On April 7th, a joint effort between the Biotechnology Research Institute's Microbial Protein Design and Intelligent Manufacture team and the Institute of Animal Science's feed enzyme engineering team developed a strategy to predict the optimal temperature of proteins using a combination of artificial intelligence and molecular evolution. This strategy was used to design and screen out the positive mutants of the PET hydrolase, LCCICCG, which have the capability to break down highly crystalline PET plastics. This research was reported in the Journal of Hazardous Materials.

Plastics are all around us and cause serious environmental damage. Polyethylene terephthalate (PET) is one of the most common plastics that can be broken down by PET hydrolase. However, many of the existing PET hydrolases can only degrade amorphous or pre-treated PET plastics with low crystallinity, and they require relatively low temperatures. The most thermophilic PET hydrolase, LCCICCG, has been found to be able to degrade 90% of PET plastics (crystallinity: 14.6%), but it is not as effective in breaking down highly crystalline PET plastics, which are commonly used with a crystallinity of 30%-50%. Therefore, it is essential to develop new thermostable enzymes that can effectively degrade high-crystallinity PET plastics.

In this study, researchers used the LCCICCG as the subject and employed a deep learning-based prediction tool, Preoptem, along with different evolutionary analytical methods. After virtual screening of mutants and experimental validation, a six-point mutant, LCCICCG-I6M, was finally obtained. The optimum temperature of LCCICCG-I6M for degradation PET powder (crystallinity:39.07%) was increased from 65°C (LCCICCG) to 75-80°C. In validation experiments on commercial PET products, the degradation efficiency was 49.08 ± 0.16% at 75 °C and 10 h towards commercial PET disposable trays (crystallinity:14.8%) under laboratory conditions. The degradation efficiency for four more commonly used commercial bottle-grade PET plastics with high crystallinity (Sprite brand soft drink bottles, Blue Moon hand soap bottles, RuiXing brand coffee cups and mineral water bottles with crystallinity >30%) was significantly higher than that of wild type at 75°C and 24 h and 80°C and 24 h, respectively. This study provides a new method and material for green degradation of high crystallinity PET plastics.

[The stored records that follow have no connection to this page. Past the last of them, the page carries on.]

use sea_orm::entity::prelude::*;

/// Quantity of one ingredient in one recipe.
#[derive(Clone, Debug, PartialEq, Eq, DeriveEntityModel)]
#[sea_orm(table_name = "recipe_ingredients")]
pub struct Model {
    #[sea_orm(primary_key, auto_increment = false)]
    pub recipe_id: i32,
    #[sea_orm(primary_key, auto_increment = false)]
    pub ingredient_id: i32,
    pub amount: i32,
}

#[derive(Copy, Clone, Debug, EnumIter, DeriveRelation)]
pub enum Relation {
    #[sea_orm(
        belongs_to = "super::recipes::Entity",
        from = "Column::RecipeId",
        to = "super::recipes::Column::Id",
        on_delete = "Cascade"
    )]
    Recipe,
    #[sea_orm(
        belongs_to = "super::ingredients::Entity",
        from = "Column::IngredientId",
        to = "super::ingredients::Column::Id",
        on_delete = "Cascade"
    )]
    Ingredient,
}

impl Related<super::recipes::Entity> for Entity {
    fn to() -> RelationDef {
        Relation::Recipe.def()
    }
}

impl Related<super::ingredients::Entity> for Entity {
    fn to() -> RelationDef {
        Relation::Ingredient.def()
    }
}

impl ActiveModelBehavior for ActiveModel {}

Zundan Ding, a PhD student at the Biotechnology Research Institute, and Guoshun Xu, a PhD student at the Institute of Animal Science, are co-first authors of this paper; Jian Tian and Feifei Guan, at the Biotechnology Research Institute, and Huoqing Huang, at the Institute of Animal Science, are co-corresponding authors. This work was supported by the National Key R&D Program of China and the Central Public-interest Scientific Institution Basal Research Fund.